CDH23和PCDH15的钙离子依赖性相互作用形成了毛细胞的顶连接, 调控耳蜗Corti 器的MET通道。在人类CDH23突变所致的听力障碍中，以错义突变所引起的DFNB12最为常见,其发病机理尚不清楚。我们建立了独特的DFNB12小鼠（erl）模型，基因突变引起CDH23氨基酸的替换(S70P)，导致CDH23二级结构的改变,小鼠表现为出生后27到90天渐进性的听力减退，期间毛细胞缺失从耳蜗底回向顶回蔓延，这种演变过程为erl小鼠耳聋的机理研究和干预提供了良机。我们认为erl突变所导致的毛细胞顶连接的结构与功能的改变是小鼠听力减退的主要原因。本课题拟体外表达erl小鼠的CDH23细胞外结构域，研究CDH23(S70P)与PCDH15的相互作用及与钙离子的亲和力；体内观察erl小鼠毛细胞顶连接的特征及抗凋亡对顶连接的保护作用，为揭示人类DFNB12的发病机理提供新理论或对其防治提供新途径。
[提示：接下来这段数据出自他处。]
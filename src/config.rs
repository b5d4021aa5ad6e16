//! Layered configuration for the preview server.
//!
//! Sources, lowest precedence first:
//! - built-in defaults
//! - a TOML file (`.adoc-live.toml` in the working directory, otherwise
//!   `~/.adoc-live/settings.toml`, or an explicit path)
//! - environment variables
//! - CLI flags, applied by the caller after loading
//!
//! # Environment Variables
//!
//! Variables are prefixed with `ADOC_LIVE_`; a double underscore separates
//! nested levels:
//! - `ADOC_LIVE_SERVER__PORT=9000` sets `server.port`
//! - `ADOC_LIVE_WATCH__DEBOUNCE_MS=250` sets `watch.debounce_ms`
//! - `ADOC_LIVE_CONVERTER__COMMAND=/opt/bin/asciidoctor` sets `converter.command`

use std::collections::BTreeMap;
use std::path::{Path, PathBuf};

use figment::{
    Figment,
    providers::{Env, Format, Serialized, Toml},
};
use serde::{Deserialize, Serialize};
use thiserror::Error;

/// File name looked up in the working directory.
pub const LOCAL_CONFIG_FILE: &str = ".adoc-live.toml";
const ENV_PREFIX: &str = "ADOC_LIVE_";

#[derive(Error, Debug)]
pub enum ConfigError {
    #[error("Invalid configuration: {0}")]
    Figment(#[from] Box<figment::Error>),

    #[error("Cannot serialize configuration: {0}")]
    Serialize(#[from] toml::ser::Error),

    #[error("Cannot write configuration to {path}: {source}")]
    Write {
        path: PathBuf,
        #[source]
        source: std::io::Error,
    },
}

#[derive(Debug, Deserialize, Serialize, Clone, Default, PartialEq)]
pub struct Settings {
    #[serde(default)]
    pub content: ContentConfig,

    #[serde(default)]
    pub server: ServerConfig,

    #[serde(default)]
    pub watch: WatchConfig,

    #[serde(default)]
    pub converter: ConverterConfig,

    #[serde(default)]
    pub logging: LoggingConfig,
}

#[derive(Debug, Deserialize, Serialize, Clone, PartialEq)]
pub struct ContentConfig {
    /// Content root. Relative paths resolve against the working directory.
    #[serde(skip_serializing_if = "Option::is_none")]
    pub root: Option<PathBuf>,

    /// Document file extensions, without the dot
    #[serde(default = "default_extensions")]
    pub extensions: Vec<String>,

    /// Directory names never descended into
    #[serde(default = "default_excluded_dirs")]
    pub excluded_dirs: Vec<String>,
}

#[derive(Debug, Deserialize, Serialize, Clone, PartialEq)]
pub struct ServerConfig {
    #[serde(default = "default_bind")]
    pub bind: String,

    #[serde(default = "default_port")]
    pub port: u16,

    /// Polled by browser tabs while reconnecting
    #[serde(default = "default_health_path")]
    pub health_path: String,
}

#[derive(Debug, Deserialize, Serialize, Clone, PartialEq)]
pub struct WatchConfig {
    #[serde(default = "default_true")]
    pub enabled: bool,

    /// Quiet period before a modification is reported
    #[serde(default = "default_debounce_ms")]
    pub debounce_ms: u64,
}

#[derive(Debug, Deserialize, Serialize, Clone, PartialEq)]
pub struct ConverterConfig {
    /// Executable used to render documents
    #[serde(default = "default_command")]
    pub command: String,

    /// Extra arguments placed before the document path. Output is a
    /// standalone page by default so the stylesheet comes along; pass
    /// `--embedded` for a bare fragment.
    #[serde(default)]
    pub args: Vec<String>,

    #[serde(default = "default_safe_mode")]
    pub safe_mode: String,

    /// Document attributes passed as `-a name=value`
    #[serde(default)]
    pub attributes: BTreeMap<String, String>,
}

#[derive(Debug, Deserialize, Serialize, Clone, PartialEq)]
pub struct LoggingConfig {
    /// Level applied to everything not listed in `modules`
    #[serde(default = "default_log_level")]
    pub default: String,

    /// Per-target overrides, e.g. `tower_http = "debug"`
    #[serde(default)]
    pub modules: BTreeMap<String, String>,
}

fn default_extensions() -> Vec<String> {
    vec!["adoc".to_string()]
}
fn default_excluded_dirs() -> Vec<String> {
    vec!["node_modules".to_string()]
}
fn default_bind() -> String {
    "127.0.0.1".to_string()
}
fn default_port() -> u16 {
    8081
}
fn default_health_path() -> String {
    "/ads-health".to_string()
}
fn default_true() -> bool {
    true
}
fn default_debounce_ms() -> u64 {
    100
}
fn default_command() -> String {
    "asciidoctor".to_string()
}
fn default_safe_mode() -> String {
    "safe".to_string()
}
fn default_log_level() -> String {
    "info".to_string()
}

impl Default for ContentConfig {
    fn default() -> Self {
        Self {
            root: None,
            extensions: default_extensions(),
            excluded_dirs: default_excluded_dirs(),
        }
    }
}

impl Default for ServerConfig {
    fn default() -> Self {
        Self {
            bind: default_bind(),
            port: default_port(),
            health_path: default_health_path(),
        }
    }
}

impl Default for WatchConfig {
    fn default() -> Self {
        Self {
            enabled: true,
            debounce_ms: default_debounce_ms(),
        }
    }
}

impl Default for ConverterConfig {
    fn default() -> Self {
        Self {
            command: default_command(),
            args: Vec::new(),
            safe_mode: default_safe_mode(),
            attributes: BTreeMap::new(),
        }
    }
}

impl Default for LoggingConfig {
    fn default() -> Self {
        Self {
            default: default_log_level(),
            modules: BTreeMap::new(),
        }
    }
}

impl Settings {
    /// Load from the default file locations and the environment.
    pub fn load() -> Result<Self, ConfigError> {
        match Self::find_config_file() {
            Some(path) => Self::load_from(path),
            None => Self::figment(None).extract().map_err(|e| Box::new(e).into()),
        }
    }

    /// Load from a specific file and the environment.
    pub fn load_from(path: impl AsRef<Path>) -> Result<Self, ConfigError> {
        Self::figment(Some(path.as_ref()))
            .extract()
            .map_err(|e| Box::new(e).into())
    }

    fn figment(file: Option<&Path>) -> Figment {
        let mut figment = Figment::new().merge(Serialized::defaults(Settings::default()));
        if let Some(file) = file {
            figment = figment.merge(Toml::file(file));
        }
        // Double underscore becomes a dot, single underscores stay in field names
        figment.merge(
            Env::prefixed(ENV_PREFIX).map(|key| key.as_str().to_lowercase().replace("__", ".").into()),
        )
    }

    /// First existing config file: working directory, then home.
    pub fn find_config_file() -> Option<PathBuf> {
        let local = std::env::current_dir().ok()?.join(LOCAL_CONFIG_FILE);
        if local.is_file() {
            return Some(local);
        }

        let global = dirs::home_dir()?.join(".adoc-live").join("settings.toml");
        global.is_file().then_some(global)
    }

    /// Content root resolved against `base` when relative.
    pub fn content_root(&self, base: &Path) -> PathBuf {
        match &self.content.root {
            Some(root) if root.is_absolute() => root.clone(),
            Some(root) => base.join(root),
            None => base.to_path_buf(),
        }
    }

    pub fn to_toml(&self) -> Result<String, ConfigError> {
        Ok(toml::to_string_pretty(self)?)
    }

    /// Write the configuration to a file, creating parent directories.
    pub fn save(&self, path: impl AsRef<Path>) -> Result<(), ConfigError> {
        let path = path.as_ref();
        let write_err = |source| ConfigError::Write {
            path: path.to_path_buf(),
            source,
        };

        if let Some(parent) = path.parent().filter(|p| !p.as_os_str().is_empty()) {
            std::fs::create_dir_all(parent).map_err(write_err)?;
        }
        std::fs::write(path, self.to_toml()?).map_err(write_err)
    }
}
CDH23 and PCDH15 are the two interactomes of tip links, which regulate the mechanotransduction(MET) channels of hair cells in the organ of Corti in the cochlea. It was reported that the penetrance of human DFNB12 (nonsyndromic deafness) caused by missense mutations in CDH23 was much higher than that of USH1D, which may result from nonsense, splice-site, frame shift or missense mutations in Cdh23. However, interactions of CDH23 with PCDH15 in DFNB12 are not fully understood. In the past few years, we developed a novel mouse model (erl, er long, in Chinese) for DFNB12, which bears a mutation (208 T>C) in Cdh23 gene, causing an amino-acid substitution (S70P)in CDH23. The erl mice were characterized by progressive hearing loss beginning at postnatal day 27 (P27)and being absolutly deafness at P90. Coordinatly, out hair cell(OHC) loss in the erl mice became progressively worse over the time and moved from the cochlear base to the apex. The progressive loss of hearing and OHCs in the erl mice provides a period for mechanistic study and drug intervention to preserve hearing. We hypothesize that alteration in the structures and adhering properties of CDH23 may lead to disruption of tip links, which is responsible for the erl's hearing loss. In this project, therefore, we will prepare the recombinant ectodomains (ECs) of CDH23(S70P) and PCDH15, and observe the interaction of CDH23(S70P) with PCDH15 and the affinity of CDH23(S70P) with Ca+2. We will also have a time-course observation of the features of tip links and the preserving effects on tip links by anti-apoptostic procedures, in the erl mice. The results from this study may aid in providing a new theory on the development of DFNB12 or finding new ways to prevent and treat the diseases.